## Aim of the exercise:
Retype exactly the lines from the one with "let (ch, cmds) = authenticated();" down to the final line of the material below, both included, and nothing more.

┄┄┄┄┄┄┄┄┄┄

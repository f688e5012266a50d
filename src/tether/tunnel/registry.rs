use std::{
    collections::HashMap,
    net::SocketAddr,
    sync::{Arc, Mutex, MutexGuard},
    time::{Duration, Instant},
};

use serde::Serialize;
use tokio::{net::TcpStream, sync::oneshot};

use crate::tether::tunnel::{
    control::ControlChannel,
    wire::{self, new_connection_id},
};

#[derive(Debug, thiserror::Error)]
pub enum RegistryError {
    #[error("no authenticated control channel")]
    NoControl,
    #[error("too many pending tunnels")]
    Full,
    #[error("control channel did not accept the command")]
    ControlUnavailable,
}

struct PendingTunnel {
    deliver: oneshot::Sender<TcpStream>,
    peer: Option<SocketAddr>,
    created: Instant,
}

#[derive(Debug, Clone, Serialize)]
pub struct PendingSnapshot {
    pub count: usize,
    pub oldest_age_ms: u64,
}

/// Public connections waiting for the origin to dial back.
pub struct Registry {
    pending: Mutex<HashMap<String, PendingTunnel>>,
    max_pending: usize,
}

impl std::fmt::Debug for Registry {
    fn fmt(&self, f: &mut std::fmt::Formatter<'_>) -> std::fmt::Result {
        f.debug_struct("Registry")
            .field("max_pending", &self.max_pending)
            .finish_non_exhaustive()
    }
}

/// Owned by the task holding the public socket. Dropping it withdraws the
/// request, so every exit path cleans the registry.
pub struct PendingGuard {
    registry: Arc<Registry>,
    id: String,
    rx: oneshot::Receiver<TcpStream>,
}

impl PendingGuard {
    pub fn id(&self) -> &str {
        &self.id
    }

    /// Resolves with the origin stream once the tunnel is completed.
    pub async fn matched(&mut self) -> Option<TcpStream> {
        (&mut self.rx).await.ok()
    }
}

impl Drop for PendingGuard {
    fn drop(&mut self) {
        self.registry.withdraw(&self.id);
    }
}

impl Registry {
    pub fn new(max_pending: usize) -> Self {
        Self {
            pending: Mutex::new(HashMap::new()),
            max_pending: max_pending.max(1),
        }
    }

    fn lock(&self) -> MutexGuard<'_, HashMap<String, PendingTunnel>> {
        self.pending.lock().unwrap_or_else(|e| e.into_inner())
    }

    /// Register a public connection and ask the origin for a tunnel.
    pub fn request(
        self: &Arc<Self>,
        control: &ControlChannel,
        peer: Option<SocketAddr>,
    ) -> Result<PendingGuard, RegistryError> {
        let link = control.get().ok_or(RegistryError::NoControl)?;

        let (tx, rx) = oneshot::channel();
        let id = {
            let mut pending = self.lock();
            if pending.len() >= self.max_pending {
                return Err(RegistryError::Full);
            }
            let mut id = new_connection_id();
            while pending.contains_key(&id) {
                id = new_connection_id();
            }
            pending.insert(
                id.clone(),
                PendingTunnel {
                    deliver: tx,
                    peer,
                    created: Instant::now(),
                },
            );
            id
        };

        let guard = PendingGuard {
            registry: self.clone(),
            id,
            rx,
        };

        if !link.send_command(wire::create_tunnel_command(&guard.id)) {
            return Err(RegistryError::ControlUnavailable);
        }

        tracing::debug!(id = %guard.id, client = ?peer, generation = link.generation(), "tunnel: requested");
        Ok(guard)
    }

    /// Hand the origin-dialed stream to the waiting public connection.
    ///
    /// Unknown or already withdrawn ids close `origin` right away.
    pub fn complete(&self, id: &str, origin: TcpStream) -> bool {
        let entry = self.lock().remove(id);
        let Some(p) = entry else {
            tracing::debug!(id = %id, "tunnel: no pending request; closing origin stream");
            drop(origin);
            return false;
        };

        match p.deliver.send(origin) {
            Ok(()) => {
                tracing::debug!(
                    id = %id,
                    client = ?p.peer,
                    waited_ms = p.created.elapsed().as_millis() as u64,
                    "tunnel: matched"
                );
                true
            }
            Err(origin) => {
                drop(origin);
                false
            }
        }
    }

    fn withdraw(&self, id: &str) {
        self.lock().remove(id);
    }

    pub fn snapshot(&self) -> PendingSnapshot {
        let pending = self.lock();
        let oldest = pending
            .values()
            .map(|p| p.created.elapsed())
            .max()
            .unwrap_or(Duration::ZERO);
        PendingSnapshot {
            count: pending.len(),
            oldest_age_ms: oldest.as_millis() as u64,
        }
    }
}

#[cfg(test)]
mod tests {
    use super::*;
    use tokio::{
        io::{AsyncReadExt, AsyncWriteExt},
        net::TcpListener,
        sync::mpsc,
    };

    async fn tcp_pair() -> (TcpStream, TcpStream) {
        let ln = TcpListener::bind("127.0.0.1:0").await.unwrap();
        let addr = ln.local_addr().unwrap();
        let (c, s) = tokio::join!(TcpStream::connect(addr), ln.accept());
        (c.unwrap(), s.unwrap().0)
    }

    fn authenticated() -> (ControlChannel, mpsc::Receiver<Vec<u8>>) {
        let ch = ControlChannel::new();
        let (tx, rx) = mpsc::channel(8);
        let (_link, _stop) = ch.set(tx, None);
        (ch, rx)
    }

    #[tokio::test]
    async fn request_without_control_fails() {
        let reg = Arc::new(Registry::new(8));
        let err = reg.request(&ControlChannel::new(), None).err().unwrap();
        assert!(matches!(err, RegistryError::NoControl));
        assert_eq!(reg.snapshot().count, 0);
    }

    #[tokio::test]
    async fn request_then_complete_delivers_origin_stream() {
        let reg = Arc::new(Registry::new(8));
        let (ch, mut cmds) = authenticated();

        let mut guard = reg.request(&ch, None).unwrap();
        let cmd = cmds.recv().await.unwrap();
        assert_eq!(cmd, wire::create_tunnel_command(guard.id()));
        assert_eq!(reg.snapshot().count, 1);

        let (mut far, origin) = tcp_pair().await;
        assert!(reg.complete(&guard.id().to_string(), origin));
        assert_eq!(reg.snapshot().count, 0);

        let mut got = guard.matched().await.unwrap();
        far.write_all(b"ping").await.unwrap();
        let mut buf = [0u8; 4];
        got.read_exact(&mut buf).await.unwrap();
        assert_eq!(&buf, b"ping");
    }

    #[tokio::test]
    async fn unknown_id_closes_offered_stream() {
        let reg = Arc::new(Registry::new(8));
        let (ch, _cmds) = authenticated();
        let _guard = reg.request(&ch, None).unwrap();

        let (mut far, origin) = tcp_pair().await;
        assert!(!reg.complete("nope", origin));
        assert_eq!(reg.snapshot().count, 1);

        let mut buf = [0u8; 1];
        assert_eq!(far.read(&mut buf).await.unwrap(), 0);
    }

    #[tokio::test]
    async fn dropped_request_behaves_as_unknown() {
        let reg = Arc::new(Registry::new(8));
        let (ch, _cmds) = authenticated();
        let guard = reg.request(&ch, None).unwrap();
        let id = guard.id().to_string();
        drop(guard);
        assert_eq!(reg.snapshot().count, 0);

        let (mut far, origin) = tcp_pair().await;
        assert!(!reg.complete(&id, origin));
        let mut buf = [0u8; 1];
        assert_eq!(far.read(&mut buf).await.unwrap(), 0);
    }

    #[tokio::test]
    async fn capacity_is_enforced() {
        let reg = Arc::new(Registry::new(2));
        let (ch, _cmds) = authenticated();
        let _a = reg.request(&ch, None).unwrap();
        let _b = reg.request(&ch, None).unwrap();
        let err = reg.request(&ch, None).err().unwrap();
        assert!(matches!(err, RegistryError::Full));
        assert_eq!(reg.snapshot().count, 2);
    }

    #[tokio::test]
    async fn dead_control_link_leaves_nothing_pending() {
        let reg = Arc::new(Registry::new(8));
        let (ch, cmds) = authenticated();
        drop(cmds);
        let err = reg.request(&ch, None).err().unwrap();
        assert!(matches!(err, RegistryError::ControlUnavailable));
        assert_eq!(reg.snapshot().count, 0);
    }
}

┄┄┄┄┄┄┄┄┄┄

## Output:
        let (ch, cmds) = authenticated();
        drop(cmds);
        let err = reg.request(&ch, None).err().unwrap();
        assert!(matches!(err, RegistryError::ControlUnavailable));
        assert_eq!(reg.snapshot().count, 0);
    }
}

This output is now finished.